Home / Money / Personal Finance /  Will the new IPO disclosure norms help investors?

Market regulator Securities and Exchange Board of India (Sebi) has, in an effort to bring more transparency to the initial public offering (IPO) pricing process, sought increased disclosure from issuers coming to the market.

Sebi has asked companies to disclose their key performance indicators (KPIs) and price per share based on past transactions and fund-raising exercises. Companies now have to disclose the price per share based on the primary issue and secondary sale or acquisition in the past 18 months before the IPO goes live. If the company has not done any such exercise in the last 18 months, the timeline is extended to 30 months, and the details of the previous five such transactions need to be disclosed to the public. In addition, a committee of independent directors is expected to approve the price band based on various quantitative factors. This is intended to help investors make a more informed choice of whether or not to subscribe to the IPO issue.

Possible genesis: Sebi had released a similar consultation paper recently to address issues pertaining to the increased number of new-age technology companies (NATCs) coming to the market.
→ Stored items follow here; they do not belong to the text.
//! Replay records and strictness levels.

use super::error::ReplayError;
use chrono::{DateTime, TimeDelta, Utc};
use serde::{Deserialize, Serialize};
use utoipa::ToSchema;

/// Policy deciding what counts as a duplicate presentation of a code.
#[derive(ToSchema, Serialize, Deserialize, Clone, Copy, Debug, Default, PartialEq, Eq, Hash)]
#[serde(rename_all = "snake_case")]
pub enum Strictness {
    /// Every presentation is accepted and nothing is recorded.
    Disabled,
    /// Same user and code from a different source address is a replay.
    #[default]
    PartialMatch,
    /// Same user and code from anywhere is a replay.
    FullMatch,
}

impl Strictness {
    #[must_use]
    pub const fn as_str(self) -> &'static str {
        match self {
            Self::Disabled => "disabled",
            Self::PartialMatch => "partial_match",
            Self::FullMatch => "full_match",
        }
    }
}

/// One attempted use of a one-time code.
#[derive(ToSchema, Serialize, Deserialize, Clone, Debug, PartialEq, Eq)]
pub struct ReplayRecord {
    pub user_name: String,
    pub code: String,
    pub source_address: String,
    pub presented_at: DateTime<Utc>,
    pub window_seconds: u32,
    #[serde(default)]
    pub strictness: Strictness,
    #[serde(default)]
    pub propagate: bool,
}

impl ReplayRecord {
    #[must_use]
    pub fn new(
        user_name: impl Into<String>,
        code: impl Into<String>,
        source_address: impl Into<String>,
        window_seconds: u32,
        strictness: Strictness,
    ) -> Self {
        Self {
            user_name: user_name.into(),
            code: code.into(),
            source_address: source_address.into(),
            presented_at: Utc::now(),
            window_seconds,
            strictness,
            propagate: true,
        }
    }

    #[must_use]
    pub fn with_presented_at(mut self, presented_at: DateTime<Utc>) -> Self {
        self.presented_at = presented_at;
        self
    }

    #[must_use]
    pub fn with_propagate(mut self, propagate: bool) -> Self {
        self.propagate = propagate;
        self
    }

    /// Copy sent to peers: identical record that must not be forwarded again.
    #[must_use]
    pub fn forwarded(&self) -> Self {
        self.clone().with_propagate(false)
    }

    /// Case-folded identity key used to bucket records per user.
    #[must_use]
    pub fn user_key(&self) -> String {
        self.user_name.trim().to_lowercase()
    }

    /// Reject records the caller should never have produced.
    ///
    /// # Errors
    /// Returns `ReplayError::MissingField` when the user or code is blank.
    pub fn validate(&self) -> Result<(), ReplayError> {
        if self.user_name.trim().is_empty() {
            return Err(ReplayError::MissingField("user_name"));
        }
        if self.code.trim().is_empty() {
            return Err(ReplayError::MissingField("code"));
        }
        Ok(())
    }

    /// Instant after which the record no longer blocks anything.
    ///
    /// # Errors
    /// Returns `ReplayError::WindowOverflow` if the expiry is not representable.
    pub fn expires_at(&self) -> Result<DateTime<Utc>, ReplayError> {
        self.presented_at
            .checked_add_signed(TimeDelta::seconds(i64::from(self.window_seconds)))
            .ok_or(ReplayError::WindowOverflow {
                presented_at: self.presented_at,
                window_seconds: self.window_seconds,
            })
    }
}

#[cfg(test)]
mod tests {
    use super::*;

    #[test]
    fn user_key_is_case_insensitive() {
        let full = Strictness::FullMatch;
        let a = ReplayRecord::new("Alice@Example.COM", "123456", "10.0.0.1", 30, full);
        let b = ReplayRecord::new(" alice@example.com", "123456", "10.0.0.1", 30, full);
        assert_eq!(a.user_key(), b.user_key());
    }

    #[test]
    fn validate_rejects_blank_fields() {
        let record = ReplayRecord::new("", "123456", "10.0.0.1", 30, Strictness::FullMatch);
        assert!(matches!(
            record.validate(),
            Err(ReplayError::MissingField("user_name"))
        ));

        let record = ReplayRecord::new("alice", "  ", "10.0.0.1", 30, Strictness::FullMatch);
        assert!(matches!(
            record.validate(),
            Err(ReplayError::MissingField("code"))
        ));

        let record = ReplayRecord::new("alice", "123456", "", 30, Strictness::FullMatch);
        assert!(record.validate().is_ok());
    }

    #[test]
    fn expires_at_adds_window() -> Result<(), ReplayError> {
        let now = Utc::now();
        let record = ReplayRecord::new("alice", "123456", "10.0.0.1", 90, Strictness::FullMatch)
            .with_presented_at(now);
        assert_eq!(record.expires_at()?, now + TimeDelta::seconds(90));
        Ok(())
    }

    #[test]
    fn expires_at_overflow_is_an_error() {
        let record =
            ReplayRecord::new("alice", "123456", "10.0.0.1", u32::MAX, Strictness::FullMatch)
                .with_presented_at(DateTime::<Utc>::MAX_UTC);
        assert!(matches!(
            record.expires_at(),
            Err(ReplayError::WindowOverflow { .. })
        ));
    }

    #[test]
    fn forwarded_copy_never_propagates() {
        let record = ReplayRecord::new("alice", "123456", "10.0.0.1", 30, Strictness::PartialMatch);
        assert!(record.propagate);
        let copy = record.forwarded();
        assert!(!copy.propagate);
        assert_eq!(copy.code, record.code);
        assert_eq!(copy.presented_at, record.presented_at);
    }

    #[test]
    fn strictness_wire_names() -> Result<(), serde_json::Error> {
        assert_eq!(serde_json::to_string(&Strictness::FullMatch)?, "\"full_match\"");
        let parsed: Strictness = serde_json::from_str("\"disabled\"")?;
        assert_eq!(parsed, Strictness::Disabled);
        assert_eq!(Strictness::PartialMatch.as_str(), "partial_match");
        Ok(())
    }

    #[test]
    fn record_defaults_when_fields_omitted() -> Result<(), serde_json::Error> {
        let record: ReplayRecord = serde_json::from_str(
            r#"{
                "user_name": "alice",
                "code": "123456",
                "source_address": "10.0.0.1",
                "presented_at": "2026-01-01T00:00:00Z",
                "window_seconds": 30
            }"#,
        )?;
        assert_eq!(record.strictness, Strictness::PartialMatch);
        assert!(!record.propagate);
        Ok(())
    }
}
Since these companies are initially focussed on scaling up the business rather than generating profits, the disclosure of accounting ratios EPS, P/E ratio, return on net worth, and net asset value (NAV) do not reveal enough about their performance and how the price is affected. Hence, Sebi had asked for public comments on the addition of non-traditional parameters of KPIs and valuation based on past fund-raising by such companies.

New regulations: The present move by Sebi indicates that it had received positive comments on this proposal. The regulations, however, do not specify if these are exclusively for NATCs or for traditional businesses as well. In the absence of such exclusion, these will apply to all issuers coming to the market. A higher level of disclosure reduces the information asymmetry between the issuer and the investor. With NATCs, the information asymmetry is higher as the inefficiency of management can get covered by the excuse of losses incurred due to scaling up. Besides, the prevalence of a hot IPO market may overshadow pricing and management efficiency parameters in investment decision-making, which may result in post-listing losses.

A significant omission that seems to be there in the new guidelines vis-à-vis the consultation paper is that of the role of the auditors.

The consultation paper proposed that statutory auditors will be mandated to audit the KPIs and that there should be a comparison with Indian and global listed peer companies. These details have not been explicitly added to the 30 September guidelines. However, it is safe to assume that Sebi expects any such material details that can affect the investment decision-making to carry the highest credence. Sebi has been trying to make the markets more reliable for investors, and one can expect that the financial indicators need to carry the approval of the auditors.

Expected outcomes: The performance of a few high-profile IPOs upon listing has definitely eroded investor confidence in the pricing mechanism of these public issues. These companies included both NATCs and giant legacy firms in traditional businesses.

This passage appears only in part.